Veterinary surgeon and veterinary Technician: a winning team

An interview with Doctor Chiara Chiaffredo, Veterinary Surgeon, CCRP, Owner of the CVF physiotherapy vet centre and Senior President of SIRIMSVET (Italian Veterinary Rehabilitation and Sports Medicine Company)

The way was paved by the Anglo-Saxon world which back in the day had understood the need to flank the figure of Veterinary Surgeon with a professional capable of assisting and supporting him/her during daily practice, shouldering a series of commitments that were taking away time from carrying out his/her activities. This is how the profession of Veterinary Technician was born: a multi-tasking position with transversal skills which thanks to ad-hoc training paths providing specific knowledge of pets, equines and exotic species, has also become specialised.

Where on the other side of the Channel therefore, the position of Veterinary Technician has a lengthy pedigree, in Italy it landed about ten years ago, with an out-and-out boom over the past 3-4 years. 
This is confirmed by Doctor Chiara Chiaffredo, a Veterinary Surgeon specialised in physiotherapy and sports medicine.

Over the past few years, the Veterinary Technician has become ever-more frequent in outpatients and clinics: what is his/her role?
It is a satellite position to the Veterinary Surgeon who entrusts a series of tasks to support him/her in daily practice. Thanks to this help, the Vet can devote more time to the patient, without having to deal with the administration, management, operational problems which generally concern every facility. Some call him/her nurse and others auxiliary: personally, I think that assistant is the correct term.

An assistant who is assigned several tasks…
Precisely. For example, a Veterinary Technician can carry out administrative tasks or manage the clinic’s spaces, take care of the patient during admission or for specific therapies decided by the Vet, flank the latter during surgery, deal with the hygiene and cleaning of the instruments as well as of the common spaces.

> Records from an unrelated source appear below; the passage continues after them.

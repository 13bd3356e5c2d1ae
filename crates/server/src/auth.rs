use std::collections::HashMap;

use axum::extract::{Request, State};
use axum::http::{header, HeaderMap, StatusCode};
use axum::middleware::Next;
use axum::response::{IntoResponse, Response};
use axum::Json;
use jsonwebtoken::{decode, decode_header, Algorithm, DecodingKey, Validation};
use secrecy::ExposeSecret;
use serde::Deserialize;
use serde_json::json;
use thiserror::Error;
use tracing::{info, warn};

use tailor_core::config::{AuthConfig, AuthMode};
use tailor_core::domain::profile::UserId;

/// Identity header honored when auth is disabled, for local development.
const USER_HEADER: &str = "x-user-id";

#[derive(Debug, Error)]
pub enum AuthError {
    #[error("openid discovery failed: {0}")]
    Discovery(String),
    #[error("jwks fetch failed: {0}")]
    Fetch(String),
    #[error("jwks contained no usable RSA signing keys")]
    NoUsableKeys,
}

/// Request-level rejection. Bodies and status codes are part of the public
/// API contract and must not change.
#[derive(Clone, Copy, Debug, PartialEq, Eq)]
pub enum AuthRejection {
    Missing,
    Invalid,
}

impl IntoResponse for AuthRejection {
    fn into_response(self) -> Response {
        match self {
            Self::Missing => {
                (StatusCode::UNAUTHORIZED, Json(json!({ "error": "Missing token" })))
                    .into_response()
            }
            Self::Invalid => {
                (StatusCode::FORBIDDEN, Json(json!({ "error": "Invalid token" }))).into_response()
            }
        }
    }
}

/// Resolves the calling user from request headers. Built once at startup so
/// a misconfigured identity provider fails the boot, not the first request.
#[derive(Clone)]
pub enum AuthVerifier {
    Disabled,
    StaticTokens { tokens: HashMap<String, String> },
    Jwks { keys: HashMap<String, DecodingKey>, validation: Validation },
}

impl AuthVerifier {
    pub async fn from_config(config: &AuthConfig) -> Result<Self, AuthError> {
        match config.mode {
            AuthMode::Disabled => Ok(Self::Disabled),
            AuthMode::StaticToken => {
                let tokens = config
                    .static_tokens
                    .iter()
                    .map(|entry| (entry.token.expose_secret().to_string(), entry.user_id.clone()))
                    .collect();
                Ok(Self::StaticTokens { tokens })
            }
            AuthMode::Jwks => {
                let client = reqwest::Client::new();
                let issuer = config.issuer.as_deref().unwrap_or_default();
                let jwks_uri = match &config.jwks_uri {
                    Some(uri) => uri.clone(),
                    None => discover_jwks_uri(&client, issuer).await?,
                };

                let document = fetch_jwks(&client, &jwks_uri).await?;
                let keys = index_rsa_keys(document);
                if keys.is_empty() {
                    return Err(AuthError::NoUsableKeys);
                }
                info!(
                    event_name = "auth.jwks.loaded",
                    correlation_id = "bootstrap",
                    jwks_uri = %jwks_uri,
                    key_count = keys.len(),
                    "jwks signing keys loaded"
                );

                let mut validation = Validation::new(Algorithm::RS256);
                if let Some(audience) = &config.audience {
                    validation.set_audience(&[audience]);
                }
                if let Some(issuer) = &config.issuer {
                    validation.set_issuer(&[issuer]);
                }
                Ok(Self::Jwks { keys, validation })
            }
        }
    }

    pub fn verify(&self, headers: &HeaderMap) -> Result<UserId, AuthRejection> {
        match self {
            Self::Disabled => {
                let user = header_value(headers, USER_HEADER).ok_or(AuthRejection::Missing)?;
                Ok(UserId(user))
            }
            Self::StaticTokens { tokens } => {
                let token = bearer_token(headers).ok_or(AuthRejection::Missing)?;
                let user = tokens.get(&token).ok_or(AuthRejection::Invalid)?;
                Ok(UserId(user.clone()))
            }
            Self::Jwks { keys, validation } => {
                let token = bearer_token(headers).ok_or(AuthRejection::Missing)?;

                let header = decode_header(&token).map_err(|error| {
                    warn!(
                        event_name = "auth.token.rejected",
                        error = %error,
                        "token header could not be decoded"
                    );
                    AuthRejection::Invalid
                })?;
                let kid = header.kid.ok_or(AuthRejection::Invalid)?;
                let key = keys.get(&kid).ok_or_else(|| {
                    warn!(
                        event_name = "auth.token.rejected",
                        kid = %kid,
                        "token signed with unknown key id"
                    );
                    AuthRejection::Invalid
                })?;

                let data = decode::<Claims>(&token, key, validation).map_err(|error| {
                    warn!(
                        event_name = "auth.token.rejected",
                        error = %error,
                        "token failed validation"
                    );
                    AuthRejection::Invalid
                })?;
                Ok(claims_user(data.claims))
            }
        }
    }
}

/// Resolves the user and stashes it as a request extension for handlers.
pub async fn require_user(
    State(verifier): State<AuthVerifier>,
    mut request: Request,
    next: Next,
) -> Result<Response, AuthRejection> {
    let user = verifier.verify(request.headers())?;
    request.extensions_mut().insert(user);
    Ok(next.run(request).await)
}

#[derive(Debug, Deserialize)]
struct Claims {
    #[serde(default)]
    email: Option<String>,
    #[serde(default)]
    preferred_username: Option<String>,
    sub: String,
}

fn claims_user(claims: Claims) -> UserId {
    let user = claims
        .email
        .filter(|value| !value.trim().is_empty())
        .or(claims.preferred_username.filter(|value| !value.trim().is_empty()))
        .unwrap_or(claims.sub);
    UserId(user)
}

fn bearer_token(headers: &HeaderMap) -> Option<String> {
    let value = headers.get(header::AUTHORIZATION)?.to_str().ok()?;
    value.strip_prefix("Bearer ").map(|token| token.trim().to_string())
}

fn header_value(headers: &HeaderMap, name: &str) -> Option<String> {
    let value = headers.get(name)?.to_str().ok()?.trim();
    if value.is_empty() {
        None
    } else {
        Some(value.to_string())
    }
}

#[derive(Debug, Deserialize)]
struct OidcDiscovery {
    #[serde(alias = "jwksUri")]
    jwks_uri: String,
}

#[derive(Debug, Deserialize)]
struct JwksDocument {
    keys: Vec<Jwk>,
}

#[derive(Debug, Deserialize)]
struct Jwk {
    #[serde(default)]
    kid: Option<String>,
    kty: String,
    #[serde(default)]
    n: Option<String>,
    #[serde(default)]
    e: Option<String>,
}

async fn discover_jwks_uri(client: &reqwest::Client, issuer: &str) -> Result<String, AuthError> {
    let url = format!("{}/.well-known/openid-configuration", issuer.trim_end_matches('/'));
    let response = client
        .get(&url)
        .send()
        .await
        .map_err(|error| AuthError::Discovery(format!("request to {url} failed: {error}")))?;
    if !response.status().is_success() {
        return Err(AuthError::Discovery(format!("status {} from {url}", response.status())));
    }
    let document: OidcDiscovery = response
        .json()
        .await
        .map_err(|error| AuthError::Discovery(format!("invalid discovery document: {error}")))?;
    Ok(document.jwks_uri)
}

async fn fetch_jwks(client: &reqwest::Client, jwks_uri: &str) -> Result<JwksDocument, AuthError> {
    let response = client
        .get(jwks_uri)
        .send()
        .await
        .map_err(|error| AuthError::Fetch(format!("request to {jwks_uri} failed: {error}")))?;
    if !response.status().is_success() {
        return Err(AuthError::Fetch(format!("status {} from {jwks_uri}", response.status())));
    }
    response
        .json()
        .await
        .map_err(|error| AuthError::Fetch(format!("invalid jwks document: {error}")))
}

fn index_rsa_keys(document: JwksDocument) -> HashMap<String, DecodingKey> {
    let mut keys = HashMap::new();
    for jwk in document.keys {
        let (Some(kid), Some(n), Some(e)) = (jwk.kid, jwk.n, jwk.e) else {
            continue;
        };
        if jwk.kty != "RSA" {
            continue;
        }
        match DecodingKey::from_rsa_components(&n, &e) {
            Ok(key) => {
                keys.insert(kid, key);
            }
            Err(error) => {
                warn!(
                    event_name = "auth.jwks.key_skipped",
                    kid = %kid,
                    error = %error,
                    "skipping jwks key with invalid RSA components"
                );
            }
        }
    }
    keys
}

#[cfg(test)]
mod tests {
    use axum::http::{header, HeaderMap, StatusCode};
    use axum::response::IntoResponse;

    use tailor_core::config::{AuthConfig, AuthMode, StaticToken};
    use tailor_core::domain::profile::UserId;

    use super::{
        claims_user, index_rsa_keys, AuthRejection, AuthVerifier, Claims, JwksDocument,
        OidcDiscovery,
    };

    fn static_config() -> AuthConfig {
        AuthConfig {
            mode: AuthMode::StaticToken,
            issuer: None,
            audience: None,
            jwks_uri: None,
            static_tokens: vec![StaticToken {
                token: "portal-token".to_string().into(),
                user_id: "casey@example.com".to_string(),
            }],
        }
    }

    fn bearer(token: &str) -> HeaderMap {
        let mut headers = HeaderMap::new();
        headers.insert(header::AUTHORIZATION, format!("Bearer {token}").parse().unwrap());
        headers
    }

    #[tokio::test]
    async fn static_tokens_resolve_their_configured_user() {
        let verifier = AuthVerifier::from_config(&static_config()).await.expect("build verifier");

        let user = verifier.verify(&bearer("portal-token")).expect("token accepted");
        assert_eq!(user, UserId("casey@example.com".to_string()));

        assert_eq!(verifier.verify(&bearer("wrong-token")), Err(AuthRejection::Invalid));
        assert_eq!(verifier.verify(&HeaderMap::new()), Err(AuthRejection::Missing));
    }

    #[tokio::test]
    async fn non_bearer_authorization_counts_as_missing() {
        let verifier = AuthVerifier::from_config(&static_config()).await.expect("build verifier");

        let mut headers = HeaderMap::new();
        headers.insert(header::AUTHORIZATION, "Basic cGFzc3dvcmQ=".parse().unwrap());

        assert_eq!(verifier.verify(&headers), Err(AuthRejection::Missing));
    }

    #[test]
    fn disabled_mode_reads_the_development_user_header() {
        let verifier = AuthVerifier::Disabled;

        let mut headers = HeaderMap::new();
        headers.insert("x-user-id", "dev@example.com".parse().unwrap());
        assert_eq!(verifier.verify(&headers), Ok(UserId("dev@example.com".to_string())));

        assert_eq!(verifier.verify(&HeaderMap::new()), Err(AuthRejection::Missing));
    }

    #[test]
    fn claims_prefer_email_then_username_then_subject() {
        let full = Claims {
            email: Some("casey@example.com".to_string()),
            preferred_username: Some("casey".to_string()),
            sub: "oid-123".to_string(),
        };
        assert_eq!(claims_user(full).0, "casey@example.com");

        let no_email = Claims {
            email: None,
            preferred_username: Some("casey".to_string()),
            sub: "oid-123".to_string(),
        };
        assert_eq!(claims_user(no_email).0, "casey");

        let subject_only =
            Claims { email: Some("  ".to_string()), preferred_username: None, sub: "oid-123".to_string() };
        assert_eq!(claims_user(subject_only).0, "oid-123");
    }

    #[test]
    fn jwks_documents_index_only_usable_rsa_keys() {
        let document: JwksDocument = serde_json::from_str(
            r#"{
                "keys": [
                    {"kid": "key-1", "kty": "RSA", "n": "qLGLvHRq-E1Y", "e": "AQAB"},
                    {"kid": "key-2", "kty": "EC", "crv": "P-256"},
                    {"kty": "RSA", "n": "unkeyed", "e": "AQAB"}
                ]
            }"#,
        )
        .expect("document parses");

        let keys = index_rsa_keys(document);

        assert_eq!(keys.len(), 1);
        assert!(keys.contains_key("key-1"));
    }

    #[test]
    fn discovery_documents_accept_both_field_spellings() {
        let snake: OidcDiscovery =
            serde_json::from_str(r#"{"jwks_uri": "https://issuer.example.com/keys"}"#)
                .expect("snake_case parses");
        assert_eq!(snake.jwks_uri, "https://issuer.example.com/keys");

        let camel: OidcDiscovery =
            serde_json::from_str(r#"{"jwksUri": "https://issuer.example.com/keys"}"#)
                .expect("camelCase parses");
        assert_eq!(camel.jwks_uri, "https://issuer.example.com/keys");
    }

    #[test]
    fn rejections_keep_their_contract_status_codes() {
        assert_eq!(AuthRejection::Missing.into_response().status(), StatusCode::UNAUTHORIZED);
        assert_eq!(AuthRejection::Invalid.into_response().status(), StatusCode::FORBIDDEN);
    }
}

It is therefore a professional figure called upon to intervene in several situations.

Is there a risk of overlapping the two positions of Veterinary Surgeon and Veterinary Technician?
The borderline between the two positions can be a narrow one, but if the roles are defined precisely and the Veterinary Surgeon assigns precise tasks to the assistant, there is no interference. On the contrary, a virtuous circle whose complementarity is its strength benefits the patient and the peace of mind of the owner who finds a professional Technician able to devote personal care and attention to the animal.

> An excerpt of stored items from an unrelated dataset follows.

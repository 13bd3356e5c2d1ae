//! JSON API for the conversational profile editor.
//!
//! Endpoints (all bearer-authenticated):
//! - `POST /v1/chat`           — run one conversational turn for the caller
//! - `GET  /v1/profile`        — fetch the caller's profile (empty until first write)
//! - `POST /v1/profile/reset`  — replace the caller's profile with a fresh record

use std::sync::Arc;

use axum::extract::State;
use axum::http::{header, HeaderValue, Method, StatusCode};
use axum::middleware;
use axum::routing::{get, post};
use axum::{Extension, Json, Router};
use serde::{Deserialize, Serialize};
use tower_http::cors::{AllowOrigin, CorsLayer};
use tracing::{info, warn};
use uuid::Uuid;

use tailor_agent::AgentRuntime;
use tailor_core::domain::profile::{Profile, UserId};
use tailor_core::errors::{ApplicationError, InterfaceError};
use tailor_db::repositories::ProfileRepository;

use crate::auth::{self, AuthVerifier};

#[derive(Clone)]
pub struct ApiState {
    pub runtime: Arc<AgentRuntime>,
    pub store: Arc<dyn ProfileRepository>,
}

#[derive(Debug, Deserialize)]
pub struct ChatRequest {
    #[serde(default)]
    pub message: String,
}

#[derive(Debug, Serialize)]
pub struct ChatResponse {
    pub reply: String,
}

#[derive(Debug, Serialize)]
pub struct ApiError {
    pub error: String,
    pub correlation_id: String,
}

pub fn router(state: ApiState, verifier: AuthVerifier) -> Router {
    Router::new()
        .route("/v1/chat", post(chat_turn))
        .route("/v1/profile", get(fetch_profile))
        .route("/v1/profile/reset", post(reset_profile))
        .layer(middleware::from_fn_with_state(verifier, auth::require_user))
        .with_state(state)
}

pub fn cors_layer(origins: &[String]) -> CorsLayer {
    let allowed: Vec<HeaderValue> =
        origins.iter().filter_map(|origin| origin.parse().ok()).collect();
    CorsLayer::new()
        .allow_origin(AllowOrigin::list(allowed))
        .allow_methods([Method::GET, Method::POST])
        .allow_headers([header::AUTHORIZATION, header::CONTENT_TYPE])
}

async fn chat_turn(
    State(state): State<ApiState>,
    Extension(user): Extension<UserId>,
    Json(body): Json<ChatRequest>,
) -> Result<Json<ChatResponse>, (StatusCode, Json<ApiError>)> {
    let correlation_id = Uuid::new_v4().to_string();

    match state.runtime.process_turn(&user, &body.message).await {
        Ok(reply) => {
            info!(
                event_name = "api.chat.completed",
                correlation_id = %correlation_id,
                user_id = %user,
                "chat turn completed"
            );
            Ok(Json(ChatResponse { reply }))
        }
        Err(error) => Err(error_response(ApplicationError::from(error), correlation_id)),
    }
}

async fn fetch_profile(
    State(state): State<ApiState>,
    Extension(user): Extension<UserId>,
) -> Result<Json<Profile>, (StatusCode, Json<ApiError>)> {
    let correlation_id = Uuid::new_v4().to_string();

    match state.store.find_by_id(&user).await {
        Ok(profile) => Ok(Json(profile.unwrap_or_else(|| Profile::empty(user)))),
        Err(error) => {
            Err(error_response(ApplicationError::Store(error.to_string()), correlation_id))
        }
    }
}

async fn reset_profile(
    State(state): State<ApiState>,
    Extension(user): Extension<UserId>,
) -> Result<Json<Profile>, (StatusCode, Json<ApiError>)> {
    let correlation_id = Uuid::new_v4().to_string();

    let fresh = Profile::empty(user.clone());
    match state.store.save(fresh.clone()).await {
        Ok(()) => {
            info!(
                event_name = "api.profile.reset",
                correlation_id = %correlation_id,
                user_id = %user,
                "profile reset to an empty record"
            );
            Ok(Json(fresh))
        }
        Err(error) => {
            Err(error_response(ApplicationError::Store(error.to_string()), correlation_id))
        }
    }
}

/// Logs the internal diagnostic and serializes only the safe message.
fn error_response(
    error: ApplicationError,
    correlation_id: String,
) -> (StatusCode, Json<ApiError>) {
    let interface = error.into_interface(correlation_id);
    warn!(
        event_name = "api.request.failed",
        correlation_id = %interface.correlation_id(),
        diagnostic = %interface.diagnostic(),
        "request failed"
    );

    let status = match &interface {
        InterfaceError::BadRequest { .. } => StatusCode::BAD_REQUEST,
        InterfaceError::ServiceUnavailable { .. } => StatusCode::SERVICE_UNAVAILABLE,
        InterfaceError::Internal { .. } => StatusCode::INTERNAL_SERVER_ERROR,
    };
    let body = ApiError {
        error: interface.user_message().to_string(),
        correlation_id: interface.correlation_id().to_string(),
    };
    (status, Json(body))
}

Does this complementarity between Vet and Technician also concern the use of instrumental therapies, laser therapy in primis?
It is always a question of teamwork: the Veterinary Surgeon establishes the therapy and instructs the Veterinary Technician in order for it to be applied correctly. Although this task may seem to be strictly operational, it is no less worthwhile. On the contrary, correctly learning how to best use a laser for example, is a decisive factor for achieving the desired result.

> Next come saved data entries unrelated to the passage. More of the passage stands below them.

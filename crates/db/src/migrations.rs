use sqlx::migrate::{MigrateError, Migrator};

use crate::DbPool;

pub static MIGRATOR: Migrator = sqlx::migrate!("../../migrations");

pub async fn run_pending(pool: &DbPool) -> Result<(), MigrateError> {
    MIGRATOR.run(pool).await
}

This was well understood by the participants in the Course organised by ATAV (Association of Auxiliary Veterinary Technicians) which focused precisely on laser therapy…
Their enthusiasm, the involvement and proactivity they showed during the course, make me lean towards a “yes”, as does the feedback collected at the end of the presentation of MLS® Laser Therapy and of the M-VET device. Once again, the complementarity between my speech, strictly clinical, and the one by the company, more scientific, was a winning combination, both in terms of clarity and of involvement. Despite some initial reluctance, immediately dispelled.

Of what type?
The theoretical aspect, based on concepts of physics, generally alarms the public, but the explanations given by Giulia Randazzo, ASA Product Specialist, were very easy to understand and to “handle”. 
Exactly like the M-VET device, of which the course participants appreciated precisely the ease of use and intuitiveness which ensure it is ‘smart’ even for those who are just at the beginning. Provided they are correctly trained.